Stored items
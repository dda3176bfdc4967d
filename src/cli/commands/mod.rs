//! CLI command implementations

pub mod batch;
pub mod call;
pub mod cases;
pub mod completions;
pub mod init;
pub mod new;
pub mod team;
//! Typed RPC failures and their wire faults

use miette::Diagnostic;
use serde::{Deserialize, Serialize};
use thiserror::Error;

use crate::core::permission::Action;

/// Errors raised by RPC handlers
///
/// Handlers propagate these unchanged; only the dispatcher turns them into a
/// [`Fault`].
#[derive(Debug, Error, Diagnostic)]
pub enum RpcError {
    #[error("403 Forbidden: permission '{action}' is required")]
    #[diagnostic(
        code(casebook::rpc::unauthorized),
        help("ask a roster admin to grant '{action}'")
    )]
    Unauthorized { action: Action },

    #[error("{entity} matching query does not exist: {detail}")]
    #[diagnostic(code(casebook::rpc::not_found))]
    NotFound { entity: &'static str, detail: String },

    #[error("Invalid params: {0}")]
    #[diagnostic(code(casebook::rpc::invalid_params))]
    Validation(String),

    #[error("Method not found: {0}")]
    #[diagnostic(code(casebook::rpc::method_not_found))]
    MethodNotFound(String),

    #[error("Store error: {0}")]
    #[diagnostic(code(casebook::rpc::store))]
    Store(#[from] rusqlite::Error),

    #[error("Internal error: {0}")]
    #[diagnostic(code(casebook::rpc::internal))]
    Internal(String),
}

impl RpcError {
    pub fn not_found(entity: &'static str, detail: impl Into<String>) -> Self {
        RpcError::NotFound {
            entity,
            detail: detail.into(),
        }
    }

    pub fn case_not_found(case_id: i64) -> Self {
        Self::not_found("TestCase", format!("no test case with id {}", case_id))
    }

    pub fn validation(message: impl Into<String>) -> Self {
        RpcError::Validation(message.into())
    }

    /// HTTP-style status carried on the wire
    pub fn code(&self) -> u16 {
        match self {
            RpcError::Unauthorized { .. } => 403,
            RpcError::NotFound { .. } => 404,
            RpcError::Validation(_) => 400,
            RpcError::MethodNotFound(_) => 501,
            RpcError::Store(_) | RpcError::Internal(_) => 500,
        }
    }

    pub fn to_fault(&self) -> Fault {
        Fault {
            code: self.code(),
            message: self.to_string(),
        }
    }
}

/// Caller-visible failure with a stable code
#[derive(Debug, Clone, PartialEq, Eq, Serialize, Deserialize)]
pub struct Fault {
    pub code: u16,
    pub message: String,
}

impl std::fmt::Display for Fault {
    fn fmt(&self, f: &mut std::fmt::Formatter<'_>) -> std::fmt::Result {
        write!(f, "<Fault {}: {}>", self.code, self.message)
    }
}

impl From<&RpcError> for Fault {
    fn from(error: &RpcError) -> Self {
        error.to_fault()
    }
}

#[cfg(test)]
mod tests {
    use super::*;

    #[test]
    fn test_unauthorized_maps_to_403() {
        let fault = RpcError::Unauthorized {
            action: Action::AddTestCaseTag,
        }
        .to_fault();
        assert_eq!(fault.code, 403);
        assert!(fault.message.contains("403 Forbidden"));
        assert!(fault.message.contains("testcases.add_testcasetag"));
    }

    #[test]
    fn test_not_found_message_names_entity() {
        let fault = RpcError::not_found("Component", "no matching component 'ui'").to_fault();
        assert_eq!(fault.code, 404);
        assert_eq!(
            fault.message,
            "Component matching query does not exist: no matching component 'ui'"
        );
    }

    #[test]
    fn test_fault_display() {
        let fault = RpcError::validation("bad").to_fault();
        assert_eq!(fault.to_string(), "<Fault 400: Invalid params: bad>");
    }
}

==

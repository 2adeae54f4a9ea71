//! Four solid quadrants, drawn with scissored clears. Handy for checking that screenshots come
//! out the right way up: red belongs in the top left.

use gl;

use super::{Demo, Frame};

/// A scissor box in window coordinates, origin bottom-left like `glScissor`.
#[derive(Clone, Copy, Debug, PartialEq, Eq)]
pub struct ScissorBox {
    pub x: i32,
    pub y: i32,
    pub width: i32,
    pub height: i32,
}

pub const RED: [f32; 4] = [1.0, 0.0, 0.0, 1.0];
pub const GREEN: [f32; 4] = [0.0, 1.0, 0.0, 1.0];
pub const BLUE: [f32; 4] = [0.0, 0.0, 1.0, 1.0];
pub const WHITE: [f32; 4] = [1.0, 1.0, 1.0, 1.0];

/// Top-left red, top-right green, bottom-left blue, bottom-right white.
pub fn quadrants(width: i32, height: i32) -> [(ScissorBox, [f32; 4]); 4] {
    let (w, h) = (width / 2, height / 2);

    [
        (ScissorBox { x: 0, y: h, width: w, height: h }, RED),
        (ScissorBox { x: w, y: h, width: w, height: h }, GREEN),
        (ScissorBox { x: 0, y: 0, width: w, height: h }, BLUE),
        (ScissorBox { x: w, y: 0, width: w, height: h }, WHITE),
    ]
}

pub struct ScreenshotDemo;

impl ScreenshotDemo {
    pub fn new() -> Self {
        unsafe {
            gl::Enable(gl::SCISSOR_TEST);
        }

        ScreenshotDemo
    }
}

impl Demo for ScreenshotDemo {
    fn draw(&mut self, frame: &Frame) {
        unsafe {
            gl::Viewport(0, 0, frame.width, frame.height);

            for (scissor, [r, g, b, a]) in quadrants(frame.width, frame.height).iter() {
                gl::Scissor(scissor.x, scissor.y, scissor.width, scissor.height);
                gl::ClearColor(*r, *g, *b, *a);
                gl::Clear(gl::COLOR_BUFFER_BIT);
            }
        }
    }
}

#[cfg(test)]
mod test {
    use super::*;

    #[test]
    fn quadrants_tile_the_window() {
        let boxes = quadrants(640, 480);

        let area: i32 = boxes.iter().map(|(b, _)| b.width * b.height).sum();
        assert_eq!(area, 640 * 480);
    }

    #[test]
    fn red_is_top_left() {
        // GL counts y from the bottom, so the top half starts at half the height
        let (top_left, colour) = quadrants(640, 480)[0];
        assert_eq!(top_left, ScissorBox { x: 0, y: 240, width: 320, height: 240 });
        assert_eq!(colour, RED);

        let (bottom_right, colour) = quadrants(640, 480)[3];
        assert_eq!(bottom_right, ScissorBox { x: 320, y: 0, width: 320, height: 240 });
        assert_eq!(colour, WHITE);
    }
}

* * *

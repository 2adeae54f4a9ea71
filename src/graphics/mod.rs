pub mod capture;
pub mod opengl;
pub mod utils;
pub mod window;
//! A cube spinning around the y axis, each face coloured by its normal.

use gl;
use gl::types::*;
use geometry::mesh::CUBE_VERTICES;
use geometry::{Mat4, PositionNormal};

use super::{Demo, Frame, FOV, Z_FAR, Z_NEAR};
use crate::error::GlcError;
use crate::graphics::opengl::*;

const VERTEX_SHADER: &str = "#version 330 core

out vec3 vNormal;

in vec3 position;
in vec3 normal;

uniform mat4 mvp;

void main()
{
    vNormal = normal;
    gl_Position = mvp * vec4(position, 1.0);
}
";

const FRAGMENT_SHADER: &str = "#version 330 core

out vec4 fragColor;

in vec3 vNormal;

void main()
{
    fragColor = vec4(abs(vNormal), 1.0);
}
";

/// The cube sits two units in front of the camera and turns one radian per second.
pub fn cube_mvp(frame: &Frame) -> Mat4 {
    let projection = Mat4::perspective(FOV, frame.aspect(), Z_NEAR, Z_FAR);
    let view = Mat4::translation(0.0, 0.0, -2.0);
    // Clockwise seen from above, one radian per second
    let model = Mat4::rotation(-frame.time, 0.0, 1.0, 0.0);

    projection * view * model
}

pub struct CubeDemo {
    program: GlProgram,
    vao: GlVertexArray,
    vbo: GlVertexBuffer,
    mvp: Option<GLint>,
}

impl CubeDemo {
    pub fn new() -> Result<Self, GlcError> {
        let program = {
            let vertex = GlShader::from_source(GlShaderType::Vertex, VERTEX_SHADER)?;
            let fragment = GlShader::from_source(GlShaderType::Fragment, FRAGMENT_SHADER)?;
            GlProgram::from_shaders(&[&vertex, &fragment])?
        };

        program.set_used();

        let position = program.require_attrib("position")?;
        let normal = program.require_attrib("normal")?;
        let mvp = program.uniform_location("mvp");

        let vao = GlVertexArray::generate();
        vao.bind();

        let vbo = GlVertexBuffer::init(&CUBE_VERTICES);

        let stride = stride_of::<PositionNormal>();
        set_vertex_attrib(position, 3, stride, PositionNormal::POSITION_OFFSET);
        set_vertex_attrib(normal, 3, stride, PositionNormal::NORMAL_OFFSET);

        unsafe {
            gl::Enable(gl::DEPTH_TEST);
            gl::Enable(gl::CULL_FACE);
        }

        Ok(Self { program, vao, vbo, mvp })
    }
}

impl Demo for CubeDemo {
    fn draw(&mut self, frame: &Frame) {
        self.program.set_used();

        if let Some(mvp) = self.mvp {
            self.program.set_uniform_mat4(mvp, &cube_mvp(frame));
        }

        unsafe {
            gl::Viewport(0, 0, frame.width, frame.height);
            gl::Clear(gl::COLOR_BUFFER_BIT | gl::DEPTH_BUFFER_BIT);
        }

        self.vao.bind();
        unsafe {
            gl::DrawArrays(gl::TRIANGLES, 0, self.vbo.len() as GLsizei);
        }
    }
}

### The problem
The required answer is the exact run of lines above starting at the line with "repository dda3176bfdc4967d" and ending at the line with "use crate::core::permission::Action;", with both ends present.

### Answer to this problem
repository dda3176bfdc4967d
filename src/cli/commands/mod.rs
//! CLI command implementations

pub mod batch;
pub mod call;
pub mod cases;
pub mod completions;
pub mod init;
pub mod new;
pub mod team;
//! Typed RPC failures and their wire faults

use miette::Diagnostic;
use serde::{Deserialize, Serialize};
use thiserror::Error;

use crate::core::permission::Action;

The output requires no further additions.